Send back every record exactly.

== Material for this exercise

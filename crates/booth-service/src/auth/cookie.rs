//! Session cookie handling.
//!
//! The access token is mirrored into an `HttpOnly` cookie at login so that
//! browser clients never touch it from script.

use crate::config::Config;
use axum::http::{header, HeaderMap};
use std::fmt;
use std::str::FromStr;

/// `SameSite` attribute of the session cookie.
#[derive(Debug, Clone, Copy, PartialEq, Eq)]
pub enum SameSite {
    Strict,
    Lax,
    None,
}

impl SameSite {
    pub fn as_str(&self) -> &'static str {
        match self {
            SameSite::Strict => "Strict",
            SameSite::Lax => "Lax",
            SameSite::None => "None",
        }
    }
}

impl fmt::Display for SameSite {
    fn fmt(&self, f: &mut fmt::Formatter<'_>) -> fmt::Result {
        f.write_str(self.as_str())
    }
}

impl FromStr for SameSite {
    type Err = String;

    fn from_str(value: &str) -> Result<Self, Self::Err> {
        match value.trim().to_ascii_lowercase().as_str() {
            "strict" => Ok(SameSite::Strict),
            "lax" => Ok(SameSite::Lax),
            "none" => Ok(SameSite::None),
            other => Err(format!("unknown SameSite value '{}'", other)),
        }
    }
}

/// Attributes used when setting or clearing the session cookie.
#[derive(Debug, Clone)]
pub struct CookieSettings {
    pub name: String,
    pub secure: bool,
    pub same_site: SameSite,
    pub max_age_seconds: i64,
}

impl CookieSettings {
    pub fn from_config(config: &Config) -> Self {
        Self {
            name: config.cookie_name.clone(),
            secure: config.cookie_secure,
            same_site: config.cookie_same_site,
            max_age_seconds: config.jwt_access_expires_min.saturating_mul(60),
        }
    }

    /// `Set-Cookie` value carrying a freshly issued token.
    pub fn build_set_cookie(&self, token: &str) -> String {
        self.render(token, self.max_age_seconds)
    }

    /// `Set-Cookie` value that makes the browser drop the session cookie.
    pub fn build_clear_cookie(&self) -> String {
        self.render("", 0)
    }

    fn render(&self, value: &str, max_age: i64) -> String {
        let mut cookie = format!(
            "{}={}; HttpOnly; Path=/; Max-Age={}; SameSite={}",
            self.name, value, max_age, self.same_site
        );
        if self.secure {
            cookie.push_str("; Secure");
        }
        cookie
    }
}

/// Find the value of the named cookie across all `Cookie` headers.
pub fn read_cookie<'a>(headers: &'a HeaderMap, name: &str) -> Option<&'a str> {
    headers
        .get_all(header::COOKIE)
        .iter()
        .filter_map(|value| value.to_str().ok())
        .flat_map(|value| value.split(';'))
        .filter_map(|pair| pair.trim().split_once('='))
        .find(|(key, _)| *key == name)
        .map(|(_, value)| value.trim_matches('"'))
}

====

**Exercise result:**
filename crates/booth-service/src/auth/cookie.rs
//! Session cookie handling.
//!
//! The access token is mirrored into an `HttpOnly` cookie at login so that
//! browser clients never touch it from script.

use crate::config::Config;
use axum::http::{header, HeaderMap};
use std::fmt;
use std::str::FromStr;

/// `SameSite` attribute of the session cookie.
#[derive(Debug, Clone, Copy, PartialEq, Eq)]
pub enum SameSite {
    Strict,
    Lax,
    None,
}

impl SameSite {
    pub fn as_str(&self) -> &'static str {
        match self {
            SameSite::Strict => "Strict",
            SameSite::Lax => "Lax",
            SameSite::None => "None",
        }
    }
}

impl fmt::Display for SameSite {
    fn fmt(&self, f: &mut fmt::Formatter<'_>) -> fmt::Result {
        f.write_str(self.as_str())
    }
}

impl FromStr for SameSite {
    type Err = String;

    fn from_str(value: &str) -> Result<Self, Self::Err> {
        match value.trim().to_ascii_lowercase().as_str() {
            "strict" => Ok(SameSite::Strict),
            "lax" => Ok(SameSite::Lax),
            "none" => Ok(SameSite::None),
            other => Err(format!("unknown SameSite value '{}'", other)),
        }
    }
}

/// Attributes used when setting or clearing the session cookie.
#[derive(Debug, Clone)]
pub struct CookieSettings {
    pub name: String,
    pub secure: bool,
    pub same_site: SameSite,
    pub max_age_seconds: i64,
}

impl CookieSettings {
    pub fn from_config(config: &Config) -> Self {
        Self {
            name: config.cookie_name.clone(),
            secure: config.cookie_secure,
            same_site: config.cookie_same_site,
            max_age_seconds: config.jwt_access_expires_min.saturating_mul(60),
        }
    }

    /// `Set-Cookie` value carrying a freshly issued token.
    pub fn build_set_cookie(&self, token: &str) -> String {
        self.render(token, self.max_age_seconds)
    }

    /// `Set-Cookie` value that makes the browser drop the session cookie.
    pub fn build_clear_cookie(&self) -> String {
        self.render("", 0)
    }

    fn render(&self, value: &str, max_age: i64) -> String {
        let mut cookie = format!(
            "{}={}; HttpOnly; Path=/; Max-Age={}; SameSite={}",
            self.name, value, max_age, self.same_site
        );
        if self.secure {
            cookie.push_str("; Secure");
        }
        cookie
    }
}

/// Find the value of the named cookie across all `Cookie` headers.
pub fn read_cookie<'a>(headers: &'a HeaderMap, name: &str) -> Option<&'a str> {
    headers
        .get_all(header::COOKIE)
        .iter()
        .filter_map(|value| value.to_str().ok())
        .flat_map(|value| value.split(';'))
        .filter_map(|pair| pair.trim().split_once('='))
        .find(|(key, _)| *key == name)
        .map(|(_, value)| value.trim_matches('"'))
}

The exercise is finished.